Ich empfinde es als ungerecht,
um nicht zu sagen unmenschlich, ausgerechnet den hart arbeitenden, ernst und
diszipliniert ihre Therapiestunden absitzenden Psycho-therapeuten zu verwehren,
die tolle fünfte Jahreszeit auszukosten. Und zwar nicht nur, in dem sie im
stillen Kämmerlein diese ab Mitte Januar epidemisch sich ausbreitenden schwerverdaulichen
Berliner essen dürfen oder sich bei irgendeiner Kappensitzung amüsieren, möglichst
30 Kilometer weit weg, damit man in seinem Dschungelkostüm mit dem viel zu
weiten Ausschnitt nicht potentiell von Patienten oder, schlimmer noch, von
Kollegen erkannt wird. Nein, ich meine, unsere Zunft sollte sich die
rheinischen Fastnachtsmetropolen zum Vorbilde nehmen und auch während der
Berufsausübung vorübergehend, aber zuverlässig ausflippen. Wenn Du mal zum
Karneval in Aachen oder Köln warst, weisst du, was ich meine. Da triffst du auf
Busfahrer, deren rote Nasen oder Bunny-Ohren nur notdürftig davon ablenken
können, dass da möglicherweise was nicht mit rechten Dingen zugeht. Selbst die
sonst seriös verkleideten Bankangestellten wirken bei der Geldausgabe nicht nur
verirrt, da mit Matrosenkappe oder rosa Schleife verziert, sondern auch beim
Verrichten ihrer jeweiligen Aufgabe verdächtig langsam. Am besten, Du schliesst in diesen Tagen lieber keinen
Kredit ab, und Laufen statt Busfahren ist ja sowieso sehr gesund.
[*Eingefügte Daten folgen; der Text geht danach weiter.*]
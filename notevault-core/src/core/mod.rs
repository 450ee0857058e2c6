//! Internal domain modules for the notevault storage engine.
//!
//! All public types from these modules are re-exported at the crate root
//! with `#[doc(inline)]`; import from there in preference to this module.

pub mod blob_store;
pub mod config;
pub mod error;
pub mod events;
pub mod identity;
pub mod local_storage;
pub mod model;
pub mod patches;
pub(crate) mod repo;
pub mod schema;
pub mod search;
pub mod statements;
pub mod storage;
pub mod text;
pub mod transaction;
pub mod validation;

#[doc(inline)]
pub use blob_store::{BlobStore, Payload, PayloadWrite, StagedPayloads};
#[doc(inline)]
pub use config::{Account, AccountKind, StorageConfig};
#[doc(inline)]
pub use error::{FileOp, Result, StorageError};
#[doc(inline)]
pub use events::{EventBus, StorageEvent};
#[doc(inline)]
pub use local_storage::LocalStorageManager;
#[doc(inline)]
pub use search::{CompiledQuery, NoteSearchQuery};
#[doc(inline)]
pub use storage::Storage;
#[doc(inline)]
pub use transaction::{Transaction, TransactionKind, TransactionState};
Bei der Psychotherapie ist es,
wenn du in irgendeiner stinknormalen Stadt lebst, die zwar Fastnacht kennt,
aber sie nicht wirklich lebt, gar
nicht so einfach, das Jeckentum ins Haus zu holen. Einen Patienten, der absagte,
um den örtlichen Fastnachtszug zu sehen, hatte ich erst ganze zwei Mal in 80
Jahren, und da ging es um das eigene Kind, dem man doch die Freude machen wolle.
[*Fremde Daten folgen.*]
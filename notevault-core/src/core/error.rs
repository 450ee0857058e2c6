//! Error types for the notevault storage engine.

use std::fmt;
use std::path::PathBuf;

use thiserror::Error;

/// The filesystem operation that failed inside the resource blob store.
#[derive(Debug, Clone, Copy, PartialEq, Eq)]
pub enum FileOp {
    Open,
    Read,
    Write,
    Flush,
    Rename,
    Remove,
    CreateDir,
}

impl fmt::Display for FileOp {
    fn fmt(&self, f: &mut fmt::Formatter<'_>) -> fmt::Result {
        let name = match self {
            FileOp::Open => "open",
            FileOp::Read => "read",
            FileOp::Write => "write",
            FileOp::Flush => "flush",
            FileOp::Rename => "rename",
            FileOp::Remove => "remove",
            FileOp::CreateDir => "create directory",
        };
        f.write_str(name)
    }
}

/// All errors that can occur within the storage engine.
#[derive(Debug, Error)]
pub enum StorageError {
    /// The database file, its directory or its lock could not be opened.
    #[error("Can't open local storage at {path}: {reason}")]
    OpeningFailure { path: PathBuf, reason: String },

    /// A DDL statement failed while creating or patching the schema.
    #[error("Schema failure: {context}: {source}")]
    SchemaFailure {
        context: String,
        #[source]
        source: rusqlite::Error,
    },

    /// A DML/DQL statement failed after the schema was established.
    #[error("{context}: {source}")]
    RequestFailure {
        context: String,
        #[source]
        source: rusqlite::Error,
    },

    /// The entity failed structural checks; nothing was written.
    #[error("Validation failed: {0}")]
    Validation(String),

    /// A guid did not pass the lexical validity check.
    #[error("Invalid guid: {0}")]
    InvalidGuid(String),

    /// Identity reconciliation found no row for the given key.
    #[error("{kind} not found: {key}")]
    NotFound { kind: &'static str, key: String },

    /// Identity reconciliation found a row where none was expected.
    #[error("{kind} already exists: {key}")]
    AlreadyExists { kind: &'static str, key: String },

    /// An aggregate or required numeric column held non-numeric data.
    #[error("Can't convert {value:?} to integer: {context}")]
    IntConversion { context: String, value: String },

    /// The database was written by a newer build.
    #[error("Database schema version {found} is higher than the supported version {supported}")]
    VersionTooHigh { found: i32, supported: i32 },

    /// A resource payload file operation failed.
    #[error("Can't {op} {path}: {source}")]
    FileSystem {
        op: FileOp,
        path: PathBuf,
        #[source]
        source: std::io::Error,
    },

    /// The search query text could not be parsed.
    #[error("Invalid search query: {0}")]
    SearchQuery(String),

    /// A stored or supplied JSON document was malformed.
    #[error("JSON error: {0}")]
    Json(#[from] serde_json::Error),
}

/// Convenience alias that pins the error type to [`StorageError`].
pub type Result<T> = std::result::Result<T, StorageError>;

impl From<rusqlite::Error> for StorageError {
    fn from(source: rusqlite::Error) -> Self {
        StorageError::RequestFailure {
            context: "Database request failed".to_string(),
            source,
        }
    }
}

impl StorageError {
    pub(crate) fn not_found(kind: &'static str, key: impl Into<String>) -> Self {
        StorageError::NotFound {
            kind,
            key: key.into(),
        }
    }

    pub(crate) fn already_exists(kind: &'static str, key: impl Into<String>) -> Self {
        StorageError::AlreadyExists {
            kind,
            key: key.into(),
        }
    }

    pub(crate) fn validation(message: impl Into<String>) -> Self {
        StorageError::Validation(message.into())
    }

    pub(crate) fn fs(op: FileOp, path: impl Into<PathBuf>, source: std::io::Error) -> Self {
        StorageError::FileSystem {
            op,
            path: path.into(),
            source,
        }
    }

    /// Returns `true` for the reconciliation outcome "no such row".
    #[must_use]
    pub fn is_not_found(&self) -> bool {
        matches!(self, StorageError::NotFound { .. })
    }

    /// Returns `true` for the reconciliation outcome "row already present".
    #[must_use]
    pub fn is_already_exists(&self) -> bool {
        matches!(self, StorageError::AlreadyExists { .. })
    }

    /// Returns a short, human-readable message suitable for display to the end user.
    ///
    /// The full `Display` output carries the engine diagnostics and paths and is
    /// meant for logs.
    #[must_use]
    pub fn user_message(&self) -> String {
        match self {
            Self::OpeningFailure { .. } => "Could not open local storage".to_string(),
            Self::SchemaFailure { .. } => "Local storage is damaged or incompatible".to_string(),
            Self::RequestFailure { context, .. } => context.clone(),
            Self::Validation(msg) => msg.clone(),
            Self::InvalidGuid(guid) => format!("Invalid identifier: {guid}"),
            Self::NotFound { kind, .. } => format!("{kind} no longer exists"),
            Self::AlreadyExists { kind, .. } => format!("{kind} already exists"),
            Self::IntConversion { .. } => "Local storage returned unexpected data".to_string(),
            Self::VersionTooHigh { .. } => {
                "Local storage was created by a newer version of the application".to_string()
            }
            Self::FileSystem { op, .. } => format!("Attachment file error ({op})"),
            Self::SearchQuery(msg) => format!("Search query error: {msg}"),
            Self::Json(e) => format!("Data format error: {e}"),
        }
    }
}

/// Attaches a human-readable summary to a failed SQLite call.
pub(crate) trait Context<T> {
    fn context(self, context: &str) -> Result<T>;
    fn schema_context(self, context: &str) -> Result<T>;
}

impl<T> Context<T> for std::result::Result<T, rusqlite::Error> {
    fn context(self, context: &str) -> Result<T> {
        self.map_err(|source| StorageError::RequestFailure {
            context: context.to_string(),
            source,
        })
    }

    fn schema_context(self, context: &str) -> Result<T> {
        self.map_err(|source| StorageError::SchemaFailure {
            context: context.to_string(),
            source,
        })
    }
}

#[cfg(test)]
mod tests {
    use super::*;

    #[test]
    fn test_request_failure_carries_engine_text() {
        let err: Result<()> = Err(rusqlite::Error::InvalidQuery).context("can't insert notebook");
        let err = err.unwrap_err();
        let text = err.to_string();
        assert!(text.starts_with("can't insert notebook"));
        assert_eq!(err.user_message(), "can't insert notebook");
    }

    #[test]
    fn test_reconciliation_helpers() {
        assert!(StorageError::not_found("Note", "x").is_not_found());
        assert!(StorageError::already_exists("Tag", "y").is_already_exists());
        assert!(!StorageError::validation("bad").is_not_found());
    }

    #[test]
    fn test_file_system_error_names_path() {
        let err = StorageError::fs(
            FileOp::Rename,
            "/tmp/a.dat",
            std::io::Error::new(std::io::ErrorKind::Other, "boom"),
        );
        assert!(err.to_string().contains("rename /tmp/a.dat"));
    }
}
Und da ich in einem Kapitalismusding drinhänge, sage auch ich nicht wegen
Tollität ab und lasse mir nicht mein Honorar entgehen, das ich in diesen Tagen
für abenteuerliche Hexenkostüme mit langen schwarzen Satinhandschuhen umsetze.
So trifft man sich zur „Sitzung“, als wenn nichts wäre, und da beginnen meine
Forderungen an die Berufsgenossenschaft. Ich finde, gerade die weiblichen
Therapeuten sollten jährlich am schmutzigen Donnerstag einmal Freilauf bekommen
und das Kostüm ihrer Träume tragen. Bei mir wäre es eine Polizeiuniform
(natürlich männlich). Und jeder Patient, der das Vergnügen hat, ausgerechnet
donnerstags seinen Therapietermin zu haben, würde mit besonderen Instruktionen
begrüßt. Die Polizistensitzung begänne dann so: „Frau X, hören sie gut zu“ oder
„Herr Y, aufgepasst“. – „Heute habe ich eine Pistole dabei, die steckt
griffbereit in meiner rechten Hosentasche. Sie dürfen in dieser Sitzung alles
machen und alles sagen – aber wenn ich diesen einen Satz von ihnen höre: Das ist
bei mir schon immer so gewesen, dann ziehe ich die Knarre und drücke ab“.